__What is being asked__
Reply with each record repeated exactly.

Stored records
####################
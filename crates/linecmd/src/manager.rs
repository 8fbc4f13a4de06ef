use indexmap::IndexMap;
use linecmd_argparse::error::{ConfigError, SyntaxError};
use linecmd_metadata::CommandCatalog;

use crate::{Call, Command, CommandError, Matches};

/// Name of the built-in help command.
pub const HELP_COMMAND: &str = "help";
/// Argument of the built-in help command naming the command to describe.
pub const HELP_ARGUMENT: &str = "command";

/// Outcome of [`CommandManager::run_command`].
#[derive(Debug, Clone, PartialEq)]
pub enum Dispatch {
    /// The command ran to completion.
    Executed { command: String },
    /// The command rejected the input; the error and the command's help text
    /// were sent through the call.
    Rejected { command: String, error: SyntaxError },
    /// No registered command answers to the line.
    Unmatched,
}

/// Ordered set of commands plus the built-in `help` command.
pub struct CommandManager<C> {
    prefix: String,
    report_unknown: bool,
    commands: IndexMap<String, Command<C>>,
}

impl<C: Call> Default for CommandManager<C> {
    fn default() -> Self {
        Self::new()
    }
}

impl<C: Call> CommandManager<C> {
    pub fn new() -> Self {
        Self::with_prefix("")
    }

    /// A manager that also accepts lines starting with `prefix`, e.g. `!greet`.
    pub fn with_prefix(prefix: impl Into<String>) -> Self {
        let mut commands = IndexMap::new();
        commands.insert(HELP_COMMAND.to_string(), Command::builtin_help());
        Self {
            prefix: prefix.into(),
            report_unknown: false,
            commands,
        }
    }

    /// Answer lines no command matches with `Unknown command: <word>`.
    pub fn report_unknown(mut self, report: bool) -> Self {
        self.report_unknown = report;
        self
    }

    pub fn prefix(&self) -> &str {
        &self.prefix
    }

    /// Register `command`, replacing any command with the same name.
    pub fn add_command(&mut self, command: Command<C>) -> Result<(), ConfigError> {
        for other in self.commands.values() {
            if other.name() == command.name() {
                continue;
            }
            if let Some(alias) = command.aliases().find(|a| other.aliases().any(|o| o == *a)) {
                return Err(ConfigError::AliasConflict {
                    alias: alias.to_string(),
                    existing: other.name().to_string(),
                    command: command.name().to_string(),
                });
            }
        }

        let name = command.name().to_string();
        if self.commands.contains_key(&name) {
            tracing::warn!(command = %name, "replacing registered command");
        } else {
            tracing::debug!(command = %name, "registered command");
        }
        self.commands.insert(name, command);
        Ok(())
    }

    pub fn load_commands(
        &mut self,
        commands: impl IntoIterator<Item = Command<C>>,
    ) -> Result<(), ConfigError> {
        for command in commands {
            self.add_command(command)?;
        }
        Ok(())
    }

    /// Look a command up by name, then by alias.
    pub fn command(&self, name: &str) -> Option<&Command<C>> {
        self.commands
            .get(name)
            .or_else(|| self.commands.values().find(|c| c.aliases().any(|a| a == name)))
    }

    /// Mutable access to a registered command, e.g. to reset its help cache.
    pub fn command_mut(&mut self, name: &str) -> Option<&mut Command<C>> {
        let index = self.commands.get_index_of(name).or_else(|| {
            self.commands
                .values()
                .position(|c| c.aliases().any(|a| a == name))
        })?;
        self.commands.get_index_mut(index).map(|(_, command)| command)
    }

    /// Drop the cached help text of every registered command.
    pub fn reset_help_caches(&mut self) {
        for command in self.commands.values_mut() {
            command.reset_help_cache();
        }
    }

    /// Registered commands in registration order, `help` first.
    pub fn commands(&self) -> impl Iterator<Item = &Command<C>> {
        self.commands.values()
    }

    pub fn list_commands(&self) -> String {
        let mut out = String::from("Available commands:");

        let mut commands: Vec<&Command<C>> = self.commands.values().collect();
        commands.sort_by(|a, b| a.name().cmp(b.name()));

        for command in commands {
            if command.description().is_empty() {
                out.push_str(&format!("\n  {}", command.name()));
            } else {
                out.push_str(&format!("\n  {:<16} {}", command.name(), command.description()));
            }
        }
        out
    }

    pub fn catalog(&self) -> CommandCatalog {
        CommandCatalog::new(
            self.prefix.clone(),
            self.commands.values().map(Command::meta).collect(),
        )
    }

    /// Find the command `text` invokes, with or without the manager prefix.
    ///
    /// Returns the command and the line it should execute.
    pub fn resolve<'t>(&self, text: &'t str) -> Option<(&Command<C>, &'t str)> {
        let stripped = if self.prefix.is_empty() {
            None
        } else {
            text.strip_prefix(self.prefix.as_str())
        };

        self.commands.values().find_map(|command| {
            if command.matches(text) {
                Some((command, text))
            } else {
                stripped
                    .filter(|line| command.matches(line))
                    .map(|line| (command, line))
            }
        })
    }

    /// Dispatch the call's text to the first command that answers to it.
    ///
    /// Syntax errors are reported through `call.error` followed by the
    /// command's help text through `call.info`. Configuration errors are
    /// returned.
    pub fn run_command(&self, call: &mut C) -> Result<Dispatch, ConfigError> {
        let text = call.call_text().to_string();
        let Some((command, line)) = self.resolve(&text) else {
            tracing::debug!(line = %text, "no command matched");
            self.respond_unknown(&text, call);
            return Ok(Dispatch::Unmatched);
        };

        tracing::debug!(command = command.name(), "dispatching");
        match command.execute_line(line, call) {
            Ok(matches) => {
                if command.is_builtin() {
                    self.respond_help(&matches, call)?;
                }
                Ok(Dispatch::Executed {
                    command: command.name().to_string(),
                })
            }
            Err(CommandError::Syntax(error)) => {
                tracing::debug!(command = command.name(), %error, "command rejected input");
                call.error(&error.to_string());
                call.info(command.help_text());
                Ok(Dispatch::Rejected {
                    command: command.name().to_string(),
                    error,
                })
            }
            Err(CommandError::Config(error)) => Err(error),
        }
    }

    fn respond_unknown(&self, text: &str, call: &mut C) {
        if !self.report_unknown {
            return;
        }
        let line = text.strip_prefix(self.prefix.as_str()).unwrap_or(text);
        if let Some(word) = line.split_whitespace().next() {
            call.error(&format!("Unknown command: {word}"));
        }
    }

    fn respond_help(&self, matches: &Matches<'_>, call: &mut C) -> Result<(), ConfigError> {
        let requested: String = matches.get_optional(HELP_ARGUMENT)?;
        let requested = requested.trim();
        if requested.is_empty() {
            call.info(&self.list_commands());
            return Ok(());
        }
        match self.command(requested) {
            Some(command) => call.info(command.help_text()),
            None => call.error(&format!("No command with name {requested}.")),
        }
        Ok(())
    }
}

impl<C> std::fmt::Debug for CommandManager<C> {
    fn fmt(&self, f: &mut std::fmt::Formatter<'_>) -> std::fmt::Result {
        f.debug_struct("CommandManager")
            .field("prefix", &self.prefix)
            .field("report_unknown", &self.report_unknown)
            .field("commands", &self.commands.keys().collect::<Vec<_>>())
            .finish()
    }
}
####################
__Response to the task__
filename crates/linecmd/src/manager.rs
repository 8fbc4f13a4de06ef
use indexmap::IndexMap;
use linecmd_argparse::error::{ConfigError, SyntaxError};
use linecmd_metadata::CommandCatalog;

use crate::{Call, Command, CommandError, Matches};

/// Name of the built-in help command.
pub const HELP_COMMAND: &str = "help";
/// Argument of the built-in help command naming the command to describe.
pub const HELP_ARGUMENT: &str = "command";

/// Outcome of [`CommandManager::run_command`].
#[derive(Debug, Clone, PartialEq)]
pub enum Dispatch {
    /// The command ran to completion.
    Executed { command: String },
    /// The command rejected the input; the error and the command's help text
    /// were sent through the call.
    Rejected { command: String, error: SyntaxError },
    /// No registered command answers to the line.
    Unmatched,
}

/// Ordered set of commands plus the built-in `help` command.
pub struct CommandManager<C> {
    prefix: String,
    report_unknown: bool,
    commands: IndexMap<String, Command<C>>,
}

impl<C: Call> Default for CommandManager<C> {
    fn default() -> Self {
        Self::new()
    }
}

impl<C: Call> CommandManager<C> {
    pub fn new() -> Self {
        Self::with_prefix("")
    }

    /// A manager that also accepts lines starting with `prefix`, e.g. `!greet`.
    pub fn with_prefix(prefix: impl Into<String>) -> Self {
        let mut commands = IndexMap::new();
        commands.insert(HELP_COMMAND.to_string(), Command::builtin_help());
        Self {
            prefix: prefix.into(),
            report_unknown: false,
            commands,
        }
    }

    /// Answer lines no command matches with `Unknown command: <word>`.
    pub fn report_unknown(mut self, report: bool) -> Self {
        self.report_unknown = report;
        self
    }

    pub fn prefix(&self) -> &str {
        &self.prefix
    }

    /// Register `command`, replacing any command with the same name.
    pub fn add_command(&mut self, command: Command<C>) -> Result<(), ConfigError> {
        for other in self.commands.values() {
            if other.name() == command.name() {
                continue;
            }
            if let Some(alias) = command.aliases().find(|a| other.aliases().any(|o| o == *a)) {
                return Err(ConfigError::AliasConflict {
                    alias: alias.to_string(),
                    existing: other.name().to_string(),
                    command: command.name().to_string(),
                });
            }
        }

        let name = command.name().to_string();
        if self.commands.contains_key(&name) {
            tracing::warn!(command = %name, "replacing registered command");
        } else {
            tracing::debug!(command = %name, "registered command");
        }
        self.commands.insert(name, command);
        Ok(())
    }

    pub fn load_commands(
        &mut self,
        commands: impl IntoIterator<Item = Command<C>>,
    ) -> Result<(), ConfigError> {
        for command in commands {
            self.add_command(command)?;
        }
        Ok(())
    }

    /// Look a command up by name, then by alias.
    pub fn command(&self, name: &str) -> Option<&Command<C>> {
        self.commands
            .get(name)
            .or_else(|| self.commands.values().find(|c| c.aliases().any(|a| a == name)))
    }

    /// Mutable access to a registered command, e.g. to reset its help cache.
    pub fn command_mut(&mut self, name: &str) -> Option<&mut Command<C>> {
        let index = self.commands.get_index_of(name).or_else(|| {
            self.commands
                .values()
                .position(|c| c.aliases().any(|a| a == name))
        })?;
        self.commands.get_index_mut(index).map(|(_, command)| command)
    }

    /// Drop the cached help text of every registered command.
    pub fn reset_help_caches(&mut self) {
        for command in self.commands.values_mut() {
            command.reset_help_cache();
        }
    }

    /// Registered commands in registration order, `help` first.
    pub fn commands(&self) -> impl Iterator<Item = &Command<C>> {
        self.commands.values()
    }

    pub fn list_commands(&self) -> String {
        let mut out = String::from("Available commands:");

        let mut commands: Vec<&Command<C>> = self.commands.values().collect();
        commands.sort_by(|a, b| a.name().cmp(b.name()));

        for command in commands {
            if command.description().is_empty() {
                out.push_str(&format!("\n  {}", command.name()));
            } else {
                out.push_str(&format!("\n  {:<16} {}", command.name(), command.description()));
            }
        }
        out
    }

    pub fn catalog(&self) -> CommandCatalog {
        CommandCatalog::new(
            self.prefix.clone(),
            self.commands.values().map(Command::meta).collect(),
        )
    }

    /// Find the command `text` invokes, with or without the manager prefix.
    ///
    /// Returns the command and the line it should execute.
    pub fn resolve<'t>(&self, text: &'t str) -> Option<(&Command<C>, &'t str)> {
        let stripped = if self.prefix.is_empty() {
            None
        } else {
            text.strip_prefix(self.prefix.as_str())
        };

        self.commands.values().find_map(|command| {
            if command.matches(text) {
                Some((command, text))
            } else {
                stripped
                    .filter(|line| command.matches(line))
                    .map(|line| (command, line))
            }
        })
    }

    /// Dispatch the call's text to the first command that answers to it.
    ///
    /// Syntax errors are reported through `call.error` followed by the
    /// command's help text through `call.info`. Configuration errors are
    /// returned.
    pub fn run_command(&self, call: &mut C) -> Result<Dispatch, ConfigError> {
        let text = call.call_text().to_string();
        let Some((command, line)) = self.resolve(&text) else {
            tracing::debug!(line = %text, "no command matched");
            self.respond_unknown(&text, call);
            return Ok(Dispatch::Unmatched);
        };

        tracing::debug!(command = command.name(), "dispatching");
        match command.execute_line(line, call) {
            Ok(matches) => {
                if command.is_builtin() {
                    self.respond_help(&matches, call)?;
                }
                Ok(Dispatch::Executed {
                    command: command.name().to_string(),
                })
            }
            Err(CommandError::Syntax(error)) => {
                tracing::debug!(command = command.name(), %error, "command rejected input");
                call.error(&error.to_string());
                call.info(command.help_text());
                Ok(Dispatch::Rejected {
                    command: command.name().to_string(),
                    error,
                })
            }
            Err(CommandError::Config(error)) => Err(error),
        }
    }

    fn respond_unknown(&self, text: &str, call: &mut C) {
        if !self.report_unknown {
            return;
        }
        let line = text.strip_prefix(self.prefix.as_str()).unwrap_or(text);
        if let Some(word) = line.split_whitespace().next() {
            call.error(&format!("Unknown command: {word}"));
        }
    }

    fn respond_help(&self, matches: &Matches<'_>, call: &mut C) -> Result<(), ConfigError> {
        let requested: String = matches.get_optional(HELP_ARGUMENT)?;
        let requested = requested.trim();
        if requested.is_empty() {
            call.info(&self.list_commands());
            return Ok(());
        }
        match self.command(requested) {
            Some(command) => call.info(command.help_text()),
            None => call.error(&format!("No command with name {requested}.")),
        }
        Ok(())
    }
}

impl<C> std::fmt::Debug for CommandManager<C> {
    fn fmt(&self, f: &mut std::fmt::Formatter<'_>) -> std::fmt::Result {
        f.debug_struct("CommandManager")
            .field("prefix", &self.prefix)
            .field("report_unknown", &self.report_unknown)
            .field("commands", &self.commands.keys().collect::<Vec<_>>())
            .finish()
    }
}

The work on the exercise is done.